The details of the proposal were not available. Sparks said she could not disclose details before the plan is put before the board, including when any approved toll reductions would take effect.
The MdTA is funded through toll revenue and is responsible for operating, maintaining and improving the state's toll facilities, including such key transportation infrastructure as the Bay Bridge and the Fort McHenry Tunnel.
Sparks said the board called a special meeting to allow it to focus on the toll issue "rather than routine agenda items" that must be discussed at scheduled meetings.

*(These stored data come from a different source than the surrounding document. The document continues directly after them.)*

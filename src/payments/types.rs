//! Payment webhook types.

use serde::{Deserialize, Serialize};

/// The only event type that triggers fulfilment.
pub const CHECKOUT_COMPLETED: &str = "checkout.completed";

/// Suffix the storefront appends to package ids sold as top-ups.
pub const TOPUP_SUFFIX: &str = "-topup";

/// A completed checkout as reported by the payment processor.
#[derive(Debug, Clone, Serialize, Deserialize)]
pub struct PaymentEvent {
    /// Event type, e.g. `checkout.completed`.
    #[serde(rename = "type")]
    pub event_type: String,
    /// Processor checkout session id. Unique per purchase.
    pub session_id: String,
    /// `paid`, `unpaid` or `no_payment_required`.
    pub payment_status: String,
    #[serde(default)]
    pub package_id: Option<String>,
    #[serde(default)]
    pub customer_email: Option<String>,
    #[serde(default)]
    pub customer_name: Option<String>,
    /// Total in minor currency units.
    #[serde(default)]
    pub amount_total: Option<u64>,
    #[serde(default)]
    pub currency: Option<String>,
    #[serde(default)]
    pub is_top_up: bool,
    #[serde(default)]
    pub sim_iccid: Option<String>,
    #[serde(default)]
    pub promo_code: Option<String>,
    #[serde(default)]
    pub partner_code: Option<String>,
}

impl PaymentEvent {
    pub fn is_checkout_completed(&self) -> bool {
        self.event_type == CHECKOUT_COMPLETED
    }

    pub fn is_paid(&self) -> bool {
        self.payment_status.eq_ignore_ascii_case("paid")
    }

    /// Package id with any top-up suffix removed.
    pub fn base_package_id(&self) -> Option<&str> {
        self.package_id
            .as_deref()
            .map(|id| id.split(TOPUP_SUFFIX).next().unwrap_or(id))
            .filter(|id| !id.is_empty())
    }

    /// Amount in major units.
    pub fn price(&self) -> f64 {
        self.amount_total.unwrap_or(0) as f64 / 100.0
    }

    /// Upper-cased event currency, else `fallback`.
    pub fn currency_or(&self, fallback: &str) -> String {
        self.currency
            .as_deref()
            .filter(|c| !c.is_empty())
            .unwrap_or(fallback)
            .to_ascii_uppercase()
    }

    pub fn email(&self) -> &str {
        self.customer_email.as_deref().unwrap_or("no-email@example.com")
    }
}

#[cfg(test)]
mod tests {
    use super::*;

    fn event(json: &str) -> PaymentEvent {
        serde_json::from_str(json).unwrap()
    }

    #[test]
    fn test_minimal_event() {
        let e = event(r#"{"type":"checkout.completed","session_id":"cs_1","payment_status":"paid"}"#);
        assert!(e.is_checkout_completed());
        assert!(e.is_paid());
        assert!(!e.is_top_up);
        assert_eq!(e.base_package_id(), None);
        assert_eq!(e.email(), "no-email@example.com");
    }

    #[test]
    fn test_topup_suffix_stripped() {
        let e = event(
            r#"{"type":"checkout.completed","session_id":"cs_2","payment_status":"paid",
                "package_id":"fr-1gb-topup","is_top_up":true,"sim_iccid":"8944"}"#,
        );
        assert_eq!(e.base_package_id(), Some("fr-1gb"));
    }

    #[test]
    fn test_price_and_currency() {
        let e = event(
            r#"{"type":"checkout.completed","session_id":"cs_3","payment_status":"unpaid",
                "amount_total":1299,"currency":"usd"}"#,
        );
        assert!(!e.is_paid());
        assert!((e.price() - 12.99).abs() < f64::EPSILON);
        assert_eq!(e.currency_or("EUR"), "USD");

        let e = event(r#"{"type":"x","session_id":"cs_4","payment_status":"paid"}"#);
        assert_eq!(e.currency_or("eur"), "EUR");
    }
}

The proposal has been less publicized than past plans to increase tolls, though a toll reduction could have implications for the agency's ability to fund major transportation projects and initiatives, including the planned replacement of the Harry W. Nice Memorial Bridge that carries U.S. 301 over the Potomac River to Virginia.
Middleton, a Charles County Democrat, has been a leading proponent of replacing the bridge and sent a letter to Rahn on Wednesday asking for more information about the toll-reduction proposal, saying it appeared "hastily conceived."
Middleton wrote that while it "may be politically expedient to reduce tolls," the move could have "unintended consequences" for the Nice bridge project and "would not be fair to the Charles County and Southern Maryland motorists who depend on" the bridge.
He called on the MdTA to delay any decision on a toll reduction until after a "full and thorough analysis" of its effect on the project and opportunity for public comment.
Madaleno said language in the Budget Reconciliation and Financing Act that awaits Hogan's expected signature prevents the governor from using general transportation funding to supplement revenue lost as a result of a toll decrease. Subsequently, lost revenue must be made up through increased state debt, decreased construction on new projects or other cost containment measures, he said.
"What is most frustrating to me is, we don't know what it means for diminished quality of our transportation network," Madaleno said.
State policy analysts have warned that a large reduction in tolls could throw off the debt-service ratios that enable the authority to maintain a stellar bond rating.
Hogan has criticized toll increases under Democratic Gov. Martin O'Malley, which analysts said helped pay for bonds that financed projects launched by O'Malley's predecessor, Republican Gov. Robert L. Ehrlich Jr.
Upon taking office, Hogan said his administration would review toll rates.
Madaleno said a toll reduction by Hogan would only force him or his successor to increase tolls in the future, just as O'Malley did following Ehrlich's decisions.
"We're just going to get into this cycle of using tolls as a game of 'gotcha' politics," Madaleno said.